Work request: Each line of the records containing "username" is to be copied out and returned.

Listed entries:
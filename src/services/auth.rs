//! Authentication service
//!
//! Provides password hashing with Argon2 and user authentication.

use anyhow::{Context, Result};
use argon2::{
    password_hash::{PasswordHash, PasswordHasher, PasswordVerifier, SaltString},
    Argon2,
};
use rand::rngs::OsRng;
use sqlx::SqlitePool;
use tracing::info;

use crate::config::BootstrapAdminConfig;
use crate::db::UserRepository;
use crate::models::User;

/// Authentication service for user management
pub struct AuthService<'a> {
    pool: &'a SqlitePool,
}

impl<'a> AuthService<'a> {
    pub fn new(pool: &'a SqlitePool) -> Self {
        Self { pool }
    }

    /// Hash a password using Argon2id
    pub fn hash_password(password: &str) -> Result<String> {
        let salt = SaltString::generate(&mut OsRng);
        let argon2 = Argon2::default();
        let password_hash = argon2
            .hash_password(password.as_bytes(), &salt)
            .map_err(|e| anyhow::anyhow!("Failed to hash password: {}", e))?
            .to_string();
        Ok(password_hash)
    }

    /// Verify a password against a hash
    pub fn verify_password(password: &str, password_hash: &str) -> Result<bool> {
        let parsed_hash = PasswordHash::new(password_hash)
            .map_err(|e| anyhow::anyhow!("Invalid password hash format: {}", e))?;
        Ok(Argon2::default()
            .verify_password(password.as_bytes(), &parsed_hash)
            .is_ok())
    }

    /// Authenticate a user by username and password
    pub async fn authenticate(&self, username: &str, password: &str) -> Result<Option<User>> {
        let user = UserRepository::new(self.pool)
            .get_by_username(username)
            .await?;

        match user {
            Some(user) => {
                if Self::verify_password(password, &user.password_hash)? {
                    Ok(Some(user))
                } else {
                    Ok(None)
                }
            }
            None => Ok(None),
        }
    }

    /// Create a user, hashing the password
    pub async fn create_user(
        &self,
        username: &str,
        email: &str,
        password: &str,
        is_staff: bool,
    ) -> Result<User> {
        let password_hash = Self::hash_password(password)?;
        UserRepository::new(self.pool)
            .create(username, email, &password_hash, is_staff)
            .await
    }

    /// Create the configured staff account unless the username is taken
    pub async fn ensure_bootstrap_admin(&self, admin: &BootstrapAdminConfig) -> Result<bool> {
        let users = UserRepository::new(self.pool);
        if users.get_by_username(&admin.username).await?.is_some() {
            return Ok(false);
        }

        self.create_user(&admin.username, &admin.email, &admin.password, true)
            .await
            .context("Failed to create bootstrap admin")?;
        info!(username = %admin.username, "Created bootstrap staff account");
        Ok(true)
    }
}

Expected answer:
    /// Authenticate a user by username and password
    pub async fn authenticate(&self, username: &str, password: &str) -> Result<Option<User>> {
            .get_by_username(username)
        username: &str,
            .create(username, email, &password_hash, is_staff)
    /// Create the configured staff account unless the username is taken
        if users.get_by_username(&admin.username).await?.is_some() {
        self.create_user(&admin.username, &admin.email, &admin.password, true)
        info!(username = %admin.username, "Created bootstrap staff account");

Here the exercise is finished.